A transformação variou entre as regiões. Nas Américas, as mudanças foram pronunciadas, enquanto outras áreas demonstraram relativa estabilidade. Durante o Pleistoceno Tardio, cerca de 65% de todas as espécies de megafauna em todo o mundo foram extintas, elevando-se para 72% na América do Norte, 83% na América do Sul e 88% na Austrália.
Parques nacionais perderam grandes mamíferos
As consequências desse processo histórico permanecem visíveis na atualidade. “Parques nacionais nas regiões mais afetadas, como Austrália e Américas, carecem de mais da metade das espécies nativas de grandes mamíferos que teriam estado presentes se não fosse pela ação humana“, disse Alroy.
A Austrália apresenta o pior recorde de extinção de mamíferos entre países desenvolvidos. Desde o assentamento europeu em 1788, pelo menos 28 espécies endêmicas de mamíferos terrestres australianos foram extintas — uma taxa de mais de 10% das 273 espécies endêmicas terrestres. Para comparação, apenas uma espécie nativa de mamífero terrestre da América do Norte continental foi extinta desde o assentamento europeu.
Os pesquisadores utilizaram fontes revisadas por pares e registros de museus, priorizando estudos com datação radiométrica ou estratigráfica para garantir controle cronológico robusto. Artigos que reportavam apenas um número mínimo de indivíduos ou contagens vagas de espécimes foram excluídos, assim como sítios com datação inadequada.
A metodologia incluiu um método hierárquico espacialmente restrito e o novo algoritmo “chase clustering” não restrito. A primeira abordagem ancora os agrupamentos na distância geográfica, enquanto a segunda se baseia apenas na similaridade composicional, permitindo que regiões surjam ou se dissolvam de maneiras inesperadas.

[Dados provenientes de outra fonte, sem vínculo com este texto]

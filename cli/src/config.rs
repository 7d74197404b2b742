use std::fs;
use std::io::Write;
use std::path::{Path, PathBuf};

use clap::ValueEnum;
use serde::{Deserialize, Serialize};
use tracing::Level;
use wattwise_protocol::homeassistant::Aggregation;
use wattwise_sources::SourceError;

const TOKEN_FILE: &str = "token.secret";

pub const MAX_HISTORY_SIZE: usize = 10_000;
pub const MAX_TREND_MINUTES: u64 = 24 * 60;
pub const MAX_TIMEOUT_SECS: u64 = 300;

#[derive(Debug, thiserror::Error)]
pub enum ConfigError {
    #[error("no configuration found at {}", .0.display())]
    Missing(PathBuf),

    #[error("cannot access {}: {source}", path.display())]
    Io {
        path: PathBuf,
        source: std::io::Error,
    },

    #[error("invalid config file {}: {source}", path.display())]
    Parse {
        path: PathBuf,
        source: toml::de::Error,
    },

    #[error("invalid configuration: {0}")]
    Invalid(String),

    #[error("cannot serialize configuration: {0}")]
    Serialize(#[from] toml::ser::Error),
}

impl ConfigError {
    fn io(path: &Path, source: std::io::Error) -> Self {
        ConfigError::Io {
            path: path.to_path_buf(),
            source,
        }
    }
}

impl From<ConfigError> for SourceError {
    fn from(err: ConfigError) -> Self {
        SourceError::Configuration(err.to_string())
    }
}

#[derive(Debug, Clone, Copy, PartialEq, Eq, Serialize, Deserialize, ValueEnum)]
pub enum SourceKind {
    #[serde(rename = "kasa")]
    #[value(name = "kasa")]
    Kasa,
    #[serde(rename = "homeassistant")]
    #[value(name = "homeassistant", alias = "ha")]
    HomeAssistant,
}

impl SourceKind {
    pub fn label(&self) -> &'static str {
        match self {
            SourceKind::Kasa => "Kasa Smart Plug",
            SourceKind::HomeAssistant => "Home Assistant",
        }
    }
}

#[derive(Debug, Clone, Copy, PartialEq, Eq, Default, Serialize, Deserialize, ValueEnum)]
#[serde(rename_all = "lowercase")]
pub enum LogLevel {
    Off,
    Error,
    #[default]
    Warn,
    Info,
    Debug,
    Trace,
}

impl LogLevel {
    pub fn as_tracing_level(&self) -> Option<Level> {
        match self {
            LogLevel::Off => None,
            LogLevel::Error => Some(Level::ERROR),
            LogLevel::Warn => Some(Level::WARN),
            LogLevel::Info => Some(Level::INFO),
            LogLevel::Debug => Some(Level::DEBUG),
            LogLevel::Trace => Some(Level::TRACE),
        }
    }
}

#[derive(Debug, Clone, PartialEq, Serialize, Deserialize)]
#[serde(default)]
pub struct HomeAssistantSettings {
    pub host: String,
    pub entity_ids: Vec<String>,
    #[serde(skip_serializing_if = "Option::is_none")]
    pub current_entity_id: Option<String>,
    #[serde(skip_serializing_if = "Option::is_none")]
    pub aggregate: Option<Aggregation>,
    pub timeout_secs: u64,
}

impl Default for HomeAssistantSettings {
    fn default() -> Self {
        Self {
            host: String::new(),
            entity_ids: Vec::new(),
            current_entity_id: None,
            aggregate: None,
            timeout_secs: 10,
        }
    }
}

#[derive(Debug, Clone, PartialEq, Serialize, Deserialize)]
#[serde(default)]
pub struct KasaSettings {
    pub device_ip: String,
    #[serde(skip_serializing_if = "Option::is_none")]
    pub alias: Option<String>,
    pub port: u16,
    pub timeout_secs: u64,
}

impl Default for KasaSettings {
    fn default() -> Self {
        Self {
            device_ip: String::new(),
            alias: None,
            port: wattwise_protocol::kasa::DEFAULT_PORT,
            timeout_secs: 10,
        }
    }
}

/// Named terminal colors, e.g. `green`, `lightred` or `#ff8800`.
#[derive(Debug, Clone, PartialEq, Serialize, Deserialize)]
#[serde(default)]
pub struct ColorConfig {
    pub normal: String,
    pub warning: String,
    pub critical: String,
}

impl Default for ColorConfig {
    fn default() -> Self {
        Self {
            normal: "green".to_string(),
            warning: "yellow".to_string(),
            critical: "red".to_string(),
        }
    }
}

#[derive(Debug, Clone, PartialEq, Serialize, Deserialize)]
#[serde(default)]
pub struct DisplayConfig {
    pub warning_watts: f64,
    pub critical_watts: f64,
    /// Readings kept for the chart.
    pub history_size: usize,
    pub trend_minutes: u64,
    pub colors: ColorConfig,
}

impl Default for DisplayConfig {
    fn default() -> Self {
        Self {
            warning_watts: 300.0,
            critical_watts: 1200.0,
            history_size: 100,
            trend_minutes: 5,
            colors: ColorConfig::default(),
        }
    }
}

#[derive(Debug, Clone, Default, PartialEq, Serialize, Deserialize)]
#[serde(default)]
pub struct UserConfig {
    #[serde(skip_serializing_if = "Option::is_none")]
    pub source: Option<SourceKind>,
    pub log_level: LogLevel,
    pub homeassistant: HomeAssistantSettings,
    pub kasa: KasaSettings,
    pub display: DisplayConfig,
}

pub fn config_dir() -> PathBuf {
    dirs::config_dir()
        .unwrap_or_else(|| PathBuf::from("~/.config"))
        .join("wattwise")
}

pub fn runtime_dir() -> PathBuf {
    dirs::runtime_dir()
        .or_else(dirs::cache_dir)
        .unwrap_or_else(|| PathBuf::from("/tmp"))
        .join("wattwise")
}

pub fn config_path() -> PathBuf {
    config_dir().join("config.toml")
}

pub fn token_path() -> PathBuf {
    config_dir().join(TOKEN_FILE)
}

pub fn ensure_dirs() -> Result<(), ConfigError> {
    let dir = config_dir();
    fs::create_dir_all(&dir).map_err(|e| ConfigError::io(&dir, e))?;
    set_mode(&dir, 0o700)
}

impl UserConfig {
    pub fn load() -> Result<Self, ConfigError> {
        Self::load_from(&config_path())
    }

    pub fn load_from(path: &Path) -> Result<Self, ConfigError> {
        let content = match fs::read_to_string(path) {
            Ok(content) => content,
            Err(e) if e.kind() == std::io::ErrorKind::NotFound => {
                return Err(ConfigError::Missing(path.to_path_buf()));
            }
            Err(e) => return Err(ConfigError::io(path, e)),
        };

        let config: UserConfig = toml::from_str(&content).map_err(|source| ConfigError::Parse {
            path: path.to_path_buf(),
            source,
        })?;
        config.validate()?;
        Ok(config)
    }

    pub fn save(&self) -> Result<(), ConfigError> {
        ensure_dirs()?;
        self.save_to(&config_path())
    }

    pub fn save_to(&self, path: &Path) -> Result<(), ConfigError> {
        self.validate()?;
        let content = toml::to_string_pretty(self)?;
        write_private(path, content.as_bytes())
    }

    pub fn validate(&self) -> Result<(), ConfigError> {
        let display = &self.display;
        if !display.warning_watts.is_finite() || display.warning_watts < 0.0 {
            return Err(ConfigError::Invalid(
                "display.warning_watts must be a non-negative number".into(),
            ));
        }
        if !display.critical_watts.is_finite() || display.critical_watts < display.warning_watts {
            return Err(ConfigError::Invalid(format!(
                "display.critical_watts ({}) must not be below display.warning_watts ({})",
                display.critical_watts, display.warning_watts
            )));
        }
        if !(2..=MAX_HISTORY_SIZE).contains(&display.history_size) {
            return Err(ConfigError::Invalid(format!(
                "display.history_size must be between 2 and {MAX_HISTORY_SIZE}"
            )));
        }
        if !(1..=MAX_TREND_MINUTES).contains(&display.trend_minutes) {
            return Err(ConfigError::Invalid(format!(
                "display.trend_minutes must be between 1 and {MAX_TREND_MINUTES}"
            )));
        }
        for (section, secs) in [
            ("homeassistant", self.homeassistant.timeout_secs),
            ("kasa", self.kasa.timeout_secs),
        ] {
            if !(1..=MAX_TIMEOUT_SECS).contains(&secs) {
                return Err(ConfigError::Invalid(format!(
                    "{section}.timeout_secs must be between 1 and {MAX_TIMEOUT_SECS}"
                )));
            }
        }
        Ok(())
    }
}

/// Reads the Home Assistant token, if one has been stored.
pub fn load_token() -> Result<Option<String>, ConfigError> {
    load_token_from(&token_path())
}

pub fn load_token_from(path: &Path) -> Result<Option<String>, ConfigError> {
    match fs::read_to_string(path) {
        Ok(token) => {
            let token = token.trim();
            Ok((!token.is_empty()).then(|| token.to_string()))
        }
        Err(e) if e.kind() == std::io::ErrorKind::NotFound => Ok(None),
        Err(e) => Err(ConfigError::io(path, e)),
    }
}

pub fn save_token(token: &str) -> Result<(), ConfigError> {
    ensure_dirs()?;
    write_private(&token_path(), token.trim().as_bytes())
}

/// `abcd...wxyz` for long tokens, `****` otherwise.
pub fn mask_token(token: &str) -> String {
    let chars: Vec<char> = token.chars().collect();
    if chars.len() > 8 {
        let head: String = chars[..4].iter().collect();
        let tail: String = chars[chars.len() - 4..].iter().collect();
        format!("{head}...{tail}")
    } else {
        "****".to_string()
    }
}

/// Tightens permissions on the config directory and the files in it.
/// Returns the paths that were changed.
pub fn fix_permissions() -> Result<Vec<PathBuf>, ConfigError> {
    let dir = config_dir();
    let mut fixed = Vec::new();
    if !dir.exists() {
        return Ok(fixed);
    }

    set_mode(&dir, 0o700)?;
    fixed.push(dir);
    for path in [config_path(), token_path()] {
        if path.exists() {
            set_mode(&path, 0o600)?;
            fixed.push(path);
        }
    }
    Ok(fixed)
}

fn write_private(path: &Path, content: &[u8]) -> Result<(), ConfigError> {
    let mut options = fs::OpenOptions::new();
    options.write(true).create(true).truncate(true);
    #[cfg(unix)]
    {
        use std::os::unix::fs::OpenOptionsExt;
        options.mode(0o600);
    }

    let mut file = options.open(path).map_err(|e| ConfigError::io(path, e))?;
    file.write_all(content)
        .map_err(|e| ConfigError::io(path, e))?;
    // `mode` only applies on creation.
    set_mode(path, 0o600)
}

#[cfg(unix)]
fn set_mode(path: &Path, mode: u32) -> Result<(), ConfigError> {
    use std::os::unix::fs::PermissionsExt;
    fs::set_permissions(path, fs::Permissions::from_mode(mode)).map_err(|e| ConfigError::io(path, e))
}

#[cfg(not(unix))]
fn set_mode(_path: &Path, _mode: u32) -> Result<(), ConfigError> {
    Ok(())
}

#[cfg(test)]
mod tests {
    use super::*;
    use pretty_assertions::assert_eq;

    fn scratch_dir(name: &str) -> PathBuf {
        let dir = std::env::temp_dir().join(format!("wattwise-{name}-{}", std::process::id()));
        let _ = fs::remove_dir_all(&dir);
        fs::create_dir_all(&dir).unwrap();
        dir
    }

    #[test]
    fn test_missing_file() {
        let dir = scratch_dir("missing");
        let path = dir.join("config.toml");
        assert!(matches!(
            UserConfig::load_from(&path),
            Err(ConfigError::Missing(p)) if p == path
        ));
    }

    #[test]
    fn test_defaults_fill_partial_file() {
        let dir = scratch_dir("partial");
        let path = dir.join("config.toml");
        fs::write(
            &path,
            "source = \"kasa\"\n[kasa]\ndevice_ip = \"192.168.1.40\"\n",
        )
        .unwrap();

        let config = UserConfig::load_from(&path).unwrap();
        assert_eq!(config.source, Some(SourceKind::Kasa));
        assert_eq!(config.kasa.device_ip, "192.168.1.40");
        assert_eq!(config.kasa.port, 9999);
        assert_eq!(config.display, DisplayConfig::default());
        assert_eq!(config.log_level, LogLevel::Warn);
    }

    #[test]
    fn test_save_then_load() {
        let dir = scratch_dir("save");
        let path = dir.join("config.toml");
        let mut config = UserConfig::default();
        config.source = Some(SourceKind::HomeAssistant);
        config.homeassistant.host = "http://ha.local:8123".into();
        config.homeassistant.entity_ids = vec!["sensor.a".into(), "sensor.b".into()];
        config.homeassistant.aggregate = Some(Aggregation::Sum);

        config.save_to(&path).unwrap();
        let loaded = UserConfig::load_from(&path).unwrap();
        assert_eq!(loaded, config);

        let written = fs::read_to_string(&path).unwrap();
        assert!(written.contains("source = \"homeassistant\""));
        assert!(written.contains("aggregate = \"sum\""));
        assert!(!written.contains("token"));

        #[cfg(unix)]
        {
            use std::os::unix::fs::PermissionsExt;
            let mode = fs::metadata(&path).unwrap().permissions().mode();
            assert_eq!(mode & 0o777, 0o600);
        }
    }

    #[test]
    fn test_parse_error() {
        let dir = scratch_dir("parse");
        let path = dir.join("config.toml");
        fs::write(&path, "source = [").unwrap();
        assert!(matches!(
            UserConfig::load_from(&path),
            Err(ConfigError::Parse { .. })
        ));
    }

    #[test]
    fn test_rejects_inverted_thresholds() {
        let mut config = UserConfig::default();
        config.display.warning_watts = 2000.0;
        assert!(matches!(config.validate(), Err(ConfigError::Invalid(_))));
    }

    #[test]
    fn test_rejects_oversized_limits() {
        let mut config = UserConfig::default();
        config.display.history_size = usize::MAX;
        assert!(matches!(config.validate(), Err(ConfigError::Invalid(_))));

        let mut config = UserConfig::default();
        config.display.trend_minutes = u64::MAX;
        assert!(matches!(config.validate(), Err(ConfigError::Invalid(_))));

        let mut config = UserConfig::default();
        config.homeassistant.timeout_secs = u64::MAX;
        assert!(matches!(config.validate(), Err(ConfigError::Invalid(m)) if m.contains("homeassistant")));

        let mut config = UserConfig::default();
        config.display.history_size = MAX_HISTORY_SIZE;
        config.display.trend_minutes = MAX_TREND_MINUTES;
        config.kasa.timeout_secs = MAX_TIMEOUT_SECS;
        assert!(config.validate().is_ok());
    }

    #[test]
    fn test_oversized_history_in_file_is_rejected() {
        let dir = scratch_dir("oversized");
        let path = dir.join("config.toml");
        fs::write(&path, "[display]\nhistory_size = 1000000000\n").unwrap();
        assert!(matches!(
            UserConfig::load_from(&path),
            Err(ConfigError::Invalid(_))
        ));
    }

    #[test]
    fn test_token_file() {
        let dir = scratch_dir("token");
        let path = dir.join(TOKEN_FILE);
        assert_eq!(load_token_from(&path).unwrap(), None);

        write_private(&path, b"  abc.def.ghi\n").unwrap();
        assert_eq!(load_token_from(&path).unwrap().as_deref(), Some("abc.def.ghi"));
    }

    #[test]
    fn test_mask_token() {
        assert_eq!(mask_token("eyJhbGciOiJIUzI1NiJ9.xyz"), "eyJh....xyz");
        assert_eq!(mask_token("short"), "****");
    }
}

A análise demonstrou que as espécies domesticadas influenciaram as atribuições de agrupamento. Mesmo a expansão moderada de animais domésticos alterou a forma como as comunidades se agrupavam, destacando sua influência ecológica desproporcional. Os achados evidenciam que a modificação de nicho induzida por humanos, além das extinções anteriores de megafauna, remodelou as comunidades de mamíferos em escala global.
Os autores argumentaram que reconhecer esses legados antropogênicos fornece contexto essencial para antecipar como as pressões humanas atuais e futuras podem continuar transformando os ecossistemas. Com a intensificação das pressões ambientais contemporâneas — incluindo mudanças climáticas, perda de habitat e expansão de espécies invasoras —, compreender o impacto histórico da agricultura na fauna global torna-se fundamental para orientar estratégias de conservação e prever transformações futuras nos ecossistemas terrestres.